*Task item*
In the material below, find each line with the word "generateContent" and copy it.
Given data below:
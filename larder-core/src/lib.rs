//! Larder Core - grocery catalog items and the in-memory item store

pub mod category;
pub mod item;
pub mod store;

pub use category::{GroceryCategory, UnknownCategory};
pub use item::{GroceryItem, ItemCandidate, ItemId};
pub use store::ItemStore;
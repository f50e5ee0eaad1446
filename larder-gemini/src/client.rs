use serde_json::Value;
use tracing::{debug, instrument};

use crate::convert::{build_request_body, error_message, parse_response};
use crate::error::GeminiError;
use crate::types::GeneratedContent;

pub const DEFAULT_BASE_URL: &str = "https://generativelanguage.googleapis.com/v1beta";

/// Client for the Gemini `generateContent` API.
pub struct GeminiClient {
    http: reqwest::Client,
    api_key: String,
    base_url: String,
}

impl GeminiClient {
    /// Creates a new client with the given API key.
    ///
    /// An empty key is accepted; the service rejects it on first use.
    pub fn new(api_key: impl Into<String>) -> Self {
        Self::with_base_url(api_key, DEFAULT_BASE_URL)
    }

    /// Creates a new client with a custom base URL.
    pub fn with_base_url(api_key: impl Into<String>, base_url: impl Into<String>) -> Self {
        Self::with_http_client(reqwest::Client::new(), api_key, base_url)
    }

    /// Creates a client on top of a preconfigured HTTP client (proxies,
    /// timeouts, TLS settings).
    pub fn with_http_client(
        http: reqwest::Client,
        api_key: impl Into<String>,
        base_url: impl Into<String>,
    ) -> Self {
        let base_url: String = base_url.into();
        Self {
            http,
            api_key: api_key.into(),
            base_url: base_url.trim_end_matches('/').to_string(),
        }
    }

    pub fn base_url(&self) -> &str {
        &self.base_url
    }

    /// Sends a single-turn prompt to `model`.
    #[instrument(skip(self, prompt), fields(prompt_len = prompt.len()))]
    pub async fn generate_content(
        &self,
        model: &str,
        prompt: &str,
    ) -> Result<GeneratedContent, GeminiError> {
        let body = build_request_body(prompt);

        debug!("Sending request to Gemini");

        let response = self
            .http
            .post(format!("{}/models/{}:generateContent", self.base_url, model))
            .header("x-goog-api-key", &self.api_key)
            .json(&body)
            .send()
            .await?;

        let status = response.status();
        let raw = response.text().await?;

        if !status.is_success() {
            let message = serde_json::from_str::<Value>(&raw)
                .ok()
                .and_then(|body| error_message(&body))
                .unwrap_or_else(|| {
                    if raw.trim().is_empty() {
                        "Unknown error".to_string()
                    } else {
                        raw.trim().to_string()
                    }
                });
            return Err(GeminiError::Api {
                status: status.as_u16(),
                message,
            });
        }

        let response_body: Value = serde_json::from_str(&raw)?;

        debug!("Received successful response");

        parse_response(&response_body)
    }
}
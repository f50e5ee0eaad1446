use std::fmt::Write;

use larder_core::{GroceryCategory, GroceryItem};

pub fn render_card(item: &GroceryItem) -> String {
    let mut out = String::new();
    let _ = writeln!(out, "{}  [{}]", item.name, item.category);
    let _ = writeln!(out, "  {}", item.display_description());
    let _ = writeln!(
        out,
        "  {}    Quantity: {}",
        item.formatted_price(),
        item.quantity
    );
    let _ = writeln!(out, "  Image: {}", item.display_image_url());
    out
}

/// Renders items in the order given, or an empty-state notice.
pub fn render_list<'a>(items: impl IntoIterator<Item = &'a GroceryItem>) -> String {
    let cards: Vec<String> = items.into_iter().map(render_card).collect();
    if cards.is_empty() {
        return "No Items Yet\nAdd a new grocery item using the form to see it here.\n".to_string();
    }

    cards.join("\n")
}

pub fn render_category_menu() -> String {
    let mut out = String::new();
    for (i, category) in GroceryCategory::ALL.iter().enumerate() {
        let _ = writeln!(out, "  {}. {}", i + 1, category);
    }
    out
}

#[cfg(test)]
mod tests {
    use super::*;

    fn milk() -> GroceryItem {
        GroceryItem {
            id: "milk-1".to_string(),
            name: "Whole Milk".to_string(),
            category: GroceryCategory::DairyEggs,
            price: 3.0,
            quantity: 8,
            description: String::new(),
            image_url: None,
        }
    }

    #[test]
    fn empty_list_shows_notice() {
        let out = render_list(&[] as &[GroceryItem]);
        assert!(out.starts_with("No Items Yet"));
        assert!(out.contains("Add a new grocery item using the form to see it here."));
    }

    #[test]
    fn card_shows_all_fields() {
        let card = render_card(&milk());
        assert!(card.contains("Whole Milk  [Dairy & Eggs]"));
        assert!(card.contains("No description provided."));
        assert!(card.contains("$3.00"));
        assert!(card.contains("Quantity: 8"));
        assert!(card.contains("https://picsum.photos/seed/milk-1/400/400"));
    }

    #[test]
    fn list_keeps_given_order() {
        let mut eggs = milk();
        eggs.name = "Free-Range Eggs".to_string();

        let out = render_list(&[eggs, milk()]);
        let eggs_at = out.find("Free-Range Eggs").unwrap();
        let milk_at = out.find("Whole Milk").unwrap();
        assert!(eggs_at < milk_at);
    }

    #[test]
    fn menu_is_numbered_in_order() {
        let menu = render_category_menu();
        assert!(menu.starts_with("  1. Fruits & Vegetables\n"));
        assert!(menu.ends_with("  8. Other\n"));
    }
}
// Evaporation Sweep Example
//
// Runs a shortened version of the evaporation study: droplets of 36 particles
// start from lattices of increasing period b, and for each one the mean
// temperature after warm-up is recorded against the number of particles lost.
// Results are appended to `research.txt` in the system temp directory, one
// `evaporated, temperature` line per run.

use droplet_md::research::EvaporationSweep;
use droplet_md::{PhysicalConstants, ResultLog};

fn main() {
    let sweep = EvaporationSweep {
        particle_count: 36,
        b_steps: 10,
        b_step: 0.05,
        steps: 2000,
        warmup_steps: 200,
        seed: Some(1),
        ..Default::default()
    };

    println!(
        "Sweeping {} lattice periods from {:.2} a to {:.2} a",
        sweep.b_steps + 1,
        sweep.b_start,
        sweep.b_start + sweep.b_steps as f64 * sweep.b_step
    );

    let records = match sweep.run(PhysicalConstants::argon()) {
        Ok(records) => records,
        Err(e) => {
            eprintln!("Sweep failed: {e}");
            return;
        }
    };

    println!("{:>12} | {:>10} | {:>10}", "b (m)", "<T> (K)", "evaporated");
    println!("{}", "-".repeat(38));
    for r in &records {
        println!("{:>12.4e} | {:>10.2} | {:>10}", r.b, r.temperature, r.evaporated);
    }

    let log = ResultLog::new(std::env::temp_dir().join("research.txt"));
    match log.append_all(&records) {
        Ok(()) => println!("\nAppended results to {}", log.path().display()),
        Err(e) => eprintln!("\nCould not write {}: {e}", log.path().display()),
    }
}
End of Given data.
*Completed task*
/// Client for the Gemini `generateContent` API.
            .post(format!("{}/models/{}:generateContent", self.base_url, model))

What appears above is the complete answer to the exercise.